- [Records for the exercise]:
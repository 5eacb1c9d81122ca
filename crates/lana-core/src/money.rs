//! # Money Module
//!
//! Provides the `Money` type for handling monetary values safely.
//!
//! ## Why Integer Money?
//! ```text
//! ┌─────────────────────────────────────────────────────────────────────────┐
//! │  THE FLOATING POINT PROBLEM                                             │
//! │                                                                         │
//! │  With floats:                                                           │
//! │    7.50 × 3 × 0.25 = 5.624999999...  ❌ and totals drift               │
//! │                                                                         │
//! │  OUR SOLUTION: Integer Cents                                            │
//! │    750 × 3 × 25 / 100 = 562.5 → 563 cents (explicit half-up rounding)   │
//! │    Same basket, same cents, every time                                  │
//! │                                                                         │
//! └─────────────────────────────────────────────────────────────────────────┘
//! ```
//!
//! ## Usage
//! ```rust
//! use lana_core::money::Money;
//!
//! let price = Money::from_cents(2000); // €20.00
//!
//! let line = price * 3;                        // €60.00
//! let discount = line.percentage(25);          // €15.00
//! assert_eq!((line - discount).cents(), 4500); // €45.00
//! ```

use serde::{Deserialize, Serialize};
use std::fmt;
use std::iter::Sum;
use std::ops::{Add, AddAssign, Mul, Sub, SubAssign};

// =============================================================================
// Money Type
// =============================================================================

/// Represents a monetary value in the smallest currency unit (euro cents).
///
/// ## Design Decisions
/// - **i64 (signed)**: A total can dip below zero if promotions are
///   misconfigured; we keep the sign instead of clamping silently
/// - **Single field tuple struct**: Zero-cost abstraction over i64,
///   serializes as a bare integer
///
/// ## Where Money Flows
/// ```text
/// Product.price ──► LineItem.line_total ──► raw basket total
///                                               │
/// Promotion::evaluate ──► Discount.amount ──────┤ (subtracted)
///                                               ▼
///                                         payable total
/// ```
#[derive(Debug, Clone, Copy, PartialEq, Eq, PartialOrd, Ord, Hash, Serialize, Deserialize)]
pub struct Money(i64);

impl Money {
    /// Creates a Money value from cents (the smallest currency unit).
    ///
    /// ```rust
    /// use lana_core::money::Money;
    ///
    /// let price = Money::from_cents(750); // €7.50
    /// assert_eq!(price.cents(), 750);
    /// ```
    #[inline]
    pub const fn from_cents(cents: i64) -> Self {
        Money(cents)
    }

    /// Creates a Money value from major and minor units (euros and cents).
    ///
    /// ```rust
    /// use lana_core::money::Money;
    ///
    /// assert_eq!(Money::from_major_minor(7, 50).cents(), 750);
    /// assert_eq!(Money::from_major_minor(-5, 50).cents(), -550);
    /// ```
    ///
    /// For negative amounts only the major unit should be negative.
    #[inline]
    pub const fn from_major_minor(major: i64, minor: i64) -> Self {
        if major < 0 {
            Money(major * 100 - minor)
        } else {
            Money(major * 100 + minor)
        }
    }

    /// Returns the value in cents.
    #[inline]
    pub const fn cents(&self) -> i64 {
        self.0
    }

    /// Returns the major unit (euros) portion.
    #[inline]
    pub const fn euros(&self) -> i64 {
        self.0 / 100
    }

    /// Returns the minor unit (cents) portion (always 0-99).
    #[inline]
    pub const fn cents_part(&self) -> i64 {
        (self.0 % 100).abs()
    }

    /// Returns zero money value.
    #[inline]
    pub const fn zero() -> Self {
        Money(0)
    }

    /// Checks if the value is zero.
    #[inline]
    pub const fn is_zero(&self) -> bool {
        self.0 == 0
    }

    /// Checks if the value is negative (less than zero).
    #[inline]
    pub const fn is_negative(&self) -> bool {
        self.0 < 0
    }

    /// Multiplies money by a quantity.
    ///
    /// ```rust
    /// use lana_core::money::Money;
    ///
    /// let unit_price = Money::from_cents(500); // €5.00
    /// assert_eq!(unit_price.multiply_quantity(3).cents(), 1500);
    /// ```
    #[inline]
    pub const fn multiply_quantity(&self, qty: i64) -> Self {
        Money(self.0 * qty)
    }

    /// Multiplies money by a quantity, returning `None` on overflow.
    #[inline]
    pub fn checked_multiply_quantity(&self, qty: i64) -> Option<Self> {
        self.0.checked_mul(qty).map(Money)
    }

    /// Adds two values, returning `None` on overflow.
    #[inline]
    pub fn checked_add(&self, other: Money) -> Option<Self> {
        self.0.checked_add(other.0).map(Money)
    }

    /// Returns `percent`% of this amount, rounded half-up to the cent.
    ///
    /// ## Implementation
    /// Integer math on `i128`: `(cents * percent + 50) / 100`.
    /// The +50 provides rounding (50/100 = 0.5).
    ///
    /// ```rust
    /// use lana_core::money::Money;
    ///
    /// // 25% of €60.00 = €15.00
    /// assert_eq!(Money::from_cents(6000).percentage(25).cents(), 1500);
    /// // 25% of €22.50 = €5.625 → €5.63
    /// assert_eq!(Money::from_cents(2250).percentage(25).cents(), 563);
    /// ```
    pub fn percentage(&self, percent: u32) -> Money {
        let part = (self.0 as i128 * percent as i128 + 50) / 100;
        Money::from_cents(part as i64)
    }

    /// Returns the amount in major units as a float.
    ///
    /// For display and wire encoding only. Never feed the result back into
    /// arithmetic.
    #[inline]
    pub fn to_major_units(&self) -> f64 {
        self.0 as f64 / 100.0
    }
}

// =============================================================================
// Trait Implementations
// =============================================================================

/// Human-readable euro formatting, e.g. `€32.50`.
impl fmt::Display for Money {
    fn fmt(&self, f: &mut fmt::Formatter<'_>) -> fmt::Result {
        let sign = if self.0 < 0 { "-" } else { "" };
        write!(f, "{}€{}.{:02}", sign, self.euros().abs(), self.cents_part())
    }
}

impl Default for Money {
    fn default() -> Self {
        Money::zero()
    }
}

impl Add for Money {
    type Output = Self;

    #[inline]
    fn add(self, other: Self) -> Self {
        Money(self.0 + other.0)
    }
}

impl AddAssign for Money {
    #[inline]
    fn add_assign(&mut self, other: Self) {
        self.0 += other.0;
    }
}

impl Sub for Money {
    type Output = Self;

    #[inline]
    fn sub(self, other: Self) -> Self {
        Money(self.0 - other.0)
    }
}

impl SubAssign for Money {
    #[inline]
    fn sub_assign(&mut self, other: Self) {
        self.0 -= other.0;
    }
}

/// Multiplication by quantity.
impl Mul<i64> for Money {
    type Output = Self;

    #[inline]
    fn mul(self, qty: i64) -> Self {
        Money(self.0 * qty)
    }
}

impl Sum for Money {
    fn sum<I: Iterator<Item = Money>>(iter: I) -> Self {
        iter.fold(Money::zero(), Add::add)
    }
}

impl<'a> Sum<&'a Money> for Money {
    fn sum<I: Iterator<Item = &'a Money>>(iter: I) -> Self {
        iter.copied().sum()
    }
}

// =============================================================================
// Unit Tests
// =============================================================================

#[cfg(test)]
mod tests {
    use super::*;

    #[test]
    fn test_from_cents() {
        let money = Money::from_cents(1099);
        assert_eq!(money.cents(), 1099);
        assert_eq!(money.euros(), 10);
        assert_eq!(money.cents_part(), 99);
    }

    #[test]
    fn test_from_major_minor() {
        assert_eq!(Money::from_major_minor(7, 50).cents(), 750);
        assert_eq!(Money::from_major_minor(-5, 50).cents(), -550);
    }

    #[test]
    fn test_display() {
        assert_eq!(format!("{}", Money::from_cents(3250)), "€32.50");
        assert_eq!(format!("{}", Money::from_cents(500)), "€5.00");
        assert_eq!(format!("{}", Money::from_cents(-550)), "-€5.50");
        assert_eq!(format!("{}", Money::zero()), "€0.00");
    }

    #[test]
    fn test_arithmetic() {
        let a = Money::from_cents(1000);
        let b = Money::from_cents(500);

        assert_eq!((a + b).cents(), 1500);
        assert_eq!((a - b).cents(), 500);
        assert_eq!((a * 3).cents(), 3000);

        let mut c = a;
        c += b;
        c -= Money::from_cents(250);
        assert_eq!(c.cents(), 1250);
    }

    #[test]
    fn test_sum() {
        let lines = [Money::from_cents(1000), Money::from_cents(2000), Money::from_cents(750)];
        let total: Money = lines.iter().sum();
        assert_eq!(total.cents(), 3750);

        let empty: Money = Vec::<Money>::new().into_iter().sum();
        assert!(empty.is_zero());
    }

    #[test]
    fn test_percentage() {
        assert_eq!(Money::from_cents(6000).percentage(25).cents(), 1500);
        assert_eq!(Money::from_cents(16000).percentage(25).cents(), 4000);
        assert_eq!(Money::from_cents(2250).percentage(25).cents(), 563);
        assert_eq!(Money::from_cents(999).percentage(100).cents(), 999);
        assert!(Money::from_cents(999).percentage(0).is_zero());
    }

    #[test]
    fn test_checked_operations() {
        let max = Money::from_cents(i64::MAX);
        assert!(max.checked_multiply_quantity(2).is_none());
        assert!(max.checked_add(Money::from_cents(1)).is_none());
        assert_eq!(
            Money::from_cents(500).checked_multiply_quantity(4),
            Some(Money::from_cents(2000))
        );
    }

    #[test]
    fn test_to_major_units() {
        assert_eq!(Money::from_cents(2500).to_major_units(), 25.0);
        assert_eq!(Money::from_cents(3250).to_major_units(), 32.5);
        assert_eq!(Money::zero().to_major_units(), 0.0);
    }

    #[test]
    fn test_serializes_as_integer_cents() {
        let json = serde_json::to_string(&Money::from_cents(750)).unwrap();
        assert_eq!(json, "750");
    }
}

- [Exercise details]: Wherever the word "Returns" turns up in the records, copy out the line it is on.

- [Written reply]:
    /// Returns the value in cents.
    /// Returns the major unit (euros) portion.
    /// Returns the minor unit (cents) portion (always 0-99).
    /// Returns zero money value.
    /// Returns `percent`% of this amount, rounded half-up to the cent.
    /// Returns the amount in major units as a float.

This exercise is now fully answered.